As far as this reviewer is concerned, attendance is compulsory at Rod Quantock shows. Of course, this smacks of conscription and Quantock is not in favour of conscription of any kind.

Nor is he in favour of the War. He makes no bones about it. The Coalition of the Willing is the Axis of Stupidity in his book. There are no sacred cows for Quantock - particularly on the political Right of our world stage.  He derides George Bush and Tony Blair but saves his vitriol for John Howard.

Quantock is well versed in all the information of war that pours out of our televisions and radios. He sacrifices sleep for us in order to be informed. All the interesting stuff happens at 3am, he quips.

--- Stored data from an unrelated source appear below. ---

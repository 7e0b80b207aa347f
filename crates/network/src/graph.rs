//! Citation graph store
//!
//! Nodes live in a petgraph arena addressed by stable `NodeIndex` handles,
//! with an id -> handle table on the side. A node is either attributed (its
//! record was fetched) or a shadow: an edge endpoint that was never fetched.

use citeforge_common::PublicationRecord;
use petgraph::graph::{DiGraph, NodeIndex};
use petgraph::visit::EdgeRef;
use petgraph::Direction as EdgeDirection;
use std::collections::{HashMap, HashSet};

/// Whether a node carries fetched metadata
#[derive(Debug, Clone, PartialEq)]
pub enum NodeStatus {
    Attributed(PublicationRecord),
    Shadow,
}

/// A paper position in the graph
#[derive(Debug, Clone, PartialEq)]
pub struct PaperNode {
    pub id: String,
    pub status: NodeStatus,
}

impl PaperNode {
    pub fn record(&self) -> Option<&PublicationRecord> {
        match &self.status {
            NodeStatus::Attributed(record) => Some(record),
            NodeStatus::Shadow => None,
        }
    }

    pub fn is_attributed(&self) -> bool {
        matches!(self.status, NodeStatus::Attributed(_))
    }

    pub fn title(&self) -> Option<&str> {
        self.record().map(|r| r.title.as_str())
    }
}

/// In-memory directed citation graph (citing -> cited)
#[derive(Debug, Clone, Default)]
pub struct CitationGraph {
    graph: DiGraph<PaperNode, ()>,
    index: HashMap<String, NodeIndex>,
    attributed: usize,
}

impl CitationGraph {
    /// Create an empty graph
    pub fn new() -> Self {
        Self::default()
    }

    /// Insert or update a node with fetched attributes
    pub fn add_node(&mut self, id: &str, record: PublicationRecord) -> NodeIndex {
        let handle = self.ensure_node(id);
        let node = &mut self.graph[handle];
        if !node.is_attributed() {
            self.attributed += 1;
        }
        node.status = NodeStatus::Attributed(record);
        handle
    }

    /// Handle for `id`, creating a shadow node when unknown
    pub fn ensure_node(&mut self, id: &str) -> NodeIndex {
        if let Some(&handle) = self.index.get(id) {
            return handle;
        }
        let handle = self.graph.add_node(PaperNode {
            id: id.to_string(),
            status: NodeStatus::Shadow,
        });
        self.index.insert(id.to_string(), handle);
        handle
    }

    /// Add a citation edge. Returns false when it already existed.
    pub fn add_edge(&mut self, citing: &str, cited: &str) -> bool {
        let source = self.ensure_node(citing);
        let target = self.ensure_node(cited);
        if self.graph.contains_edge(source, target) {
            return false;
        }
        self.graph.add_edge(source, target, ());
        true
    }

    /// All nodes, shadows included
    pub fn node_count(&self) -> usize {
        self.graph.node_count()
    }

    pub fn attributed_count(&self) -> usize {
        self.attributed
    }

    pub fn shadow_count(&self) -> usize {
        self.node_count() - self.attributed
    }

    pub fn edge_count(&self) -> usize {
        self.graph.edge_count()
    }

    pub fn contains(&self, id: &str) -> bool {
        self.index.contains_key(id)
    }

    pub fn handle(&self, id: &str) -> Option<NodeIndex> {
        self.index.get(id).copied()
    }

    pub fn get(&self, id: &str) -> Option<&PaperNode> {
        self.handle(id).map(|h| &self.graph[h])
    }

    pub fn node(&self, handle: NodeIndex) -> &PaperNode {
        &self.graph[handle]
    }

    /// Number of papers in the graph citing `id`
    pub fn in_degree(&self, id: &str) -> usize {
        self.handle(id)
            .map(|h| self.graph.neighbors_directed(h, EdgeDirection::Incoming).count())
            .unwrap_or(0)
    }

    /// Number of papers in the graph cited by `id`
    pub fn out_degree(&self, id: &str) -> usize {
        self.handle(id)
            .map(|h| self.graph.neighbors_directed(h, EdgeDirection::Outgoing).count())
            .unwrap_or(0)
    }

    /// Nodes in insertion order
    pub fn nodes(&self) -> impl Iterator<Item = &PaperNode> {
        self.graph.node_weights()
    }

    /// Edges as (citing, cited) ids in insertion order
    pub fn edges(&self) -> impl Iterator<Item = (&str, &str)> {
        self.graph.edge_references().map(move |e| {
            (
                self.graph[e.source()].id.as_str(),
                self.graph[e.target()].id.as_str(),
            )
        })
    }

    /// Edges as (citing, cited) handles in insertion order
    pub fn edge_handles(&self) -> impl Iterator<Item = (NodeIndex, NodeIndex)> + '_ {
        self.graph.edge_references().map(|e| (e.source(), e.target()))
    }

    /// Handles of the papers cited by `handle`
    pub fn successors(&self, handle: NodeIndex) -> impl Iterator<Item = NodeIndex> + '_ {
        self.graph.neighbors_directed(handle, EdgeDirection::Outgoing)
    }

    /// Handles of the papers citing `handle`
    pub fn predecessors(&self, handle: NodeIndex) -> impl Iterator<Item = NodeIndex> + '_ {
        self.graph.neighbors_directed(handle, EdgeDirection::Incoming)
    }

    /// Induced subgraph over `ids`, keeping node and edge insertion order
    pub fn subgraph<'a, I>(&self, ids: I) -> CitationGraph
    where
        I: IntoIterator<Item = &'a str>,
    {
        let keep: HashSet<&str> = ids.into_iter().collect();
        let mut sub = CitationGraph::new();

        for node in self.nodes().filter(|n| keep.contains(n.id.as_str())) {
            match &node.status {
                NodeStatus::Attributed(record) => {
                    sub.add_node(&node.id, record.clone());
                }
                NodeStatus::Shadow => {
                    sub.ensure_node(&node.id);
                }
            }
        }

        for (citing, cited) in self.edges() {
            if keep.contains(citing) && keep.contains(cited) {
                sub.add_edge(citing, cited);
            }
        }

        sub
    }
}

This show has huge belly laughs but it is often so close to the truth of the mad events in our world at present that we laugh with an ache in our bellies. Quantock's target used to be Jeff Kennett and his jobs for the boys in Victoria. His attitude to Bush and Howard makes Kennett look like a pussy cat.

The Left does not get off unscathed. Simon Crean gets a pasting too. Other punching bags are our own Herald-Sun.  he surrounds the Stage with banner headlines from all the newspapers.

He highlights the fact that the Herald-Sun had the Flower Show and the Fashion and Food shows on the front page a week or so into the invasion. Andrew Bolt, political writer, Quantock says, is sent to give him ulcers. He is his own weapon of Rod's mass destruction.

His style is still conversational and always shambolic. He blames George Bush for any confusion. He just wouldn't call Rod back in time for the Comedy Festival to tell him whether the war was going ahead.

What is always fascinating and compelling in a Quantock show is how much he knows about world politics and how he draws together disconnected threads to form an absurd picture of the chaos we face.

He keeps his praise for some lesser known public figures: Hans Blick  that cuddly UN weapons inspector and the French Defence Minister who is smart and chic.